All lines from the opening of the data to the line containing "pub fn release_threshold_bytes(mut" must be returned unchanged, and only those lines.

[Saved data entries]
Segment Open

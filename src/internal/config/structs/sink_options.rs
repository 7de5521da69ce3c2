use serde::{Deserialize, Serialize};

/// 默认内存回收阈值：50MB。回收间隔 = 阈值 / 首个写入包大小。
pub const DEFAULT_RELEASE_THRESHOLD_BYTES: usize = 50 * 1024 * 1024;

/// 并发写入管道的参数。
#[derive(Debug, Clone, PartialEq, Eq, Serialize, Deserialize)]
pub struct SinkOptions {
    /// 计算回收间隔所用的字节预算
    pub release_threshold_bytes: usize,
    /// 未落盘写入包的上限；仅约束 `write_throttled`，`None` 表示不限
    pub max_pending_packets: Option<usize>,
}

impl Default for SinkOptions {
    fn default() -> Self {
        Self {
            release_threshold_bytes: DEFAULT_RELEASE_THRESHOLD_BYTES,
            max_pending_packets: None,
        }
    }
}

impl SinkOptions {
    pub fn release_threshold_bytes(mut self, bytes: usize) -> Self {
        self.release_threshold_bytes = bytes;
        self
    }

    pub fn max_pending_packets(mut self, limit: usize) -> Self {
        self.max_pending_packets = Some(limit);
        self
    }
}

Segment Closed

## Your solution
filename src/internal/config/structs/sink_options.rs
repository 7de5521da69ce3c2
use serde::{Deserialize, Serialize};

/// 默认内存回收阈值：50MB。回收间隔 = 阈值 / 首个写入包大小。
pub const DEFAULT_RELEASE_THRESHOLD_BYTES: usize = 50 * 1024 * 1024;

/// 并发写入管道的参数。
#[derive(Debug, Clone, PartialEq, Eq, Serialize, Deserialize)]
pub struct SinkOptions {
    /// 计算回收间隔所用的字节预算
    pub release_threshold_bytes: usize,
    /// 未落盘写入包的上限；仅约束 `write_throttled`，`None` 表示不限
    pub max_pending_packets: Option<usize>,
}

impl Default for SinkOptions {
    fn default() -> Self {
        Self {
            release_threshold_bytes: DEFAULT_RELEASE_THRESHOLD_BYTES,
            max_pending_packets: None,
        }
    }
}

impl SinkOptions {
    pub fn release_threshold_bytes(mut self, bytes: usize) -> Self {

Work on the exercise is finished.